Activity: Reproduce exactly, from the data that follows, the line with "deploop::check_dep_loops(kconf)?;", the line with "fn finalize_node(kconf: &mut", and every line that lies between them.

Records drawn from a dataset:
---*---

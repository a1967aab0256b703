//! Post-parse processing of the menu tree.
//!
//! Parsing leaves every property on the node that declared it. This pass
//! pushes inherited dependencies down the tree, copies node properties onto
//! their symbols and choices, builds implicit menus, drops `if` nodes and
//! finally indexes the dependents used for cache invalidation.

use std::{env, rc::Rc};

use crate::{
    Kconfig, Result,
    deploop,
    error::{Error, Location},
    expr::{
        BinOp, ChoiceId, Expr, ExprRef, Item, RelOp, SymbolId, expr_items, make_and, make_or,
        split_expr,
    },
    menu::{MenuItem, NodeId},
    tristate::SymbolType,
    util::{is_base_n, ordered_unique, parse_int},
};

pub(crate) fn finalize(kconf: &mut Kconfig) -> Result<()> {
    kconf.parsing = false;

    let top = kconf.top_node;
    let y = kconf.y.clone();
    finalize_node(kconf, top, &y);

    kconf.unique_defined_syms = ordered_unique(&kconf.defined_syms);
    kconf.unique_choices = ordered_unique(&kconf.choice_defs);

    check_sym_sanity(kconf)?;
    check_choice_sanity(kconf)?;
    let strict = |var: &str| env::var(var).is_ok_and(|v| v == "y");
    if strict("KCONFIG_WARN_UNDEF") || strict("KCONFIG_STRICT") {
        kconf.check_undefined_syms();
    }

    build_dep(kconf);
    deploop::check_dep_loops(kconf)?;
    add_choice_deps(kconf);

    debug!(
        "finalized {} symbols, {} choices, {} menu nodes",
        kconf.unique_defined_syms.len(),
        kconf.unique_choices.len(),
        kconf.nodes.len()
    );
    Ok(())
}

fn finalize_node(kconf: &mut Kconfig, node: NodeId, visible_if: &ExprRef) {
    let item = kconf.nodes[node.0].item;

    if let MenuItem::Symbol(sym) = item {
        add_props_to_sym(kconf, node, sym);

        // Following nodes that depend on the symbol go in an implicit menu
        // rooted at it
        let mut cur = node;
        while let Some(next) = kconf.nodes[cur.0].next {
            if !auto_menu_dep(kconf, sym, next) {
                break;
            }
            finalize_node(kconf, next, visible_if);
            cur = next;
            kconf.nodes[cur.0].parent = Some(node);
        }
        if cur != node {
            let after = kconf.nodes[cur.0].next.take();
            let first = kconf.nodes[node.0].next;
            kconf.nodes[node.0].list = first;
            kconf.nodes[node.0].next = after;
        }
    } else if kconf.nodes[node.0].list.is_some() {
        let visible_if = if item == MenuItem::Menu {
            make_and(visible_if, &kconf.nodes[node.0].visibility)
        } else {
            visible_if.clone()
        };

        // Before finalizing children, so implicit menu creation sees the
        // propagated dependencies
        propagate_deps(kconf, node, &visible_if);

        let mut cur = kconf.nodes[node.0].list;
        while let Some(child) = cur {
            finalize_node(kconf, child, &visible_if);
            cur = kconf.nodes[child.0].next;
        }
    }

    if let Some(list) = kconf.nodes[node.0].list {
        flatten(kconf, list);
        remove_ifs(kconf, node);
    }

    // Empty choices are possible, so this is outside the list check
    if let MenuItem::Choice(choice) = item {
        let dep = kconf.nodes[node.0].dep.clone();
        let defaults = kconf.nodes[node.0].defaults.clone();
        let c = &mut kconf.choices[choice.0];
        c.direct_dep = make_or(&c.direct_dep, &dep);
        c.defaults.extend(defaults);
        finalize_choice(kconf, node, choice);
    }
}

/// ANDs the dependencies of `node` into each child and into the child's
/// properties.
fn propagate_deps(kconf: &mut Kconfig, node: NodeId, visible_if: &ExprRef) {
    // Choice members depend on the choice mode rather than on the choice's
    // `depends on`
    let basedep = match kconf.nodes[node.0].item {
        MenuItem::Choice(c) => Rc::new(Expr::Choice(c)),
        _ => kconf.nodes[node.0].dep.clone(),
    };

    let mut cur = kconf.nodes[node.0].list;
    while let Some(child) = cur {
        let n = &mut kconf.nodes[child.0];
        n.dep = make_and(&n.dep, &basedep);
        let dep = n.dep.clone();

        match n.item {
            MenuItem::Symbol(_) | MenuItem::Choice(_) => {
                if let Some((_, cond)) = &mut n.prompt {
                    *cond = make_and(cond, &make_and(visible_if, &dep));
                }
                for (_, cond) in &mut n.defaults {
                    *cond = make_and(cond, &dep);
                }
                for (_, _, cond) in &mut n.ranges {
                    *cond = make_and(cond, &dep);
                }
                for (_, cond) in n.selects.iter_mut().chain(n.implies.iter_mut()) {
                    *cond = make_and(cond, &dep);
                }
            }
            // 'visible if' only applies to symbols and choices
            MenuItem::Menu | MenuItem::Comment => {
                if let Some((_, cond)) = &mut n.prompt {
                    *cond = make_and(cond, &dep);
                }
            }
        }
        cur = n.next;
    }
}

---*---

Solution to the problem:
    deploop::check_dep_loops(kconf)?;
    add_choice_deps(kconf);

    debug!(
        "finalized {} symbols, {} choices, {} menu nodes",
        kconf.unique_defined_syms.len(),
        kconf.unique_choices.len(),
        kconf.nodes.len()
    );
    Ok(())
}

fn finalize_node(kconf: &mut Kconfig, node: NodeId, visible_if: &ExprRef) {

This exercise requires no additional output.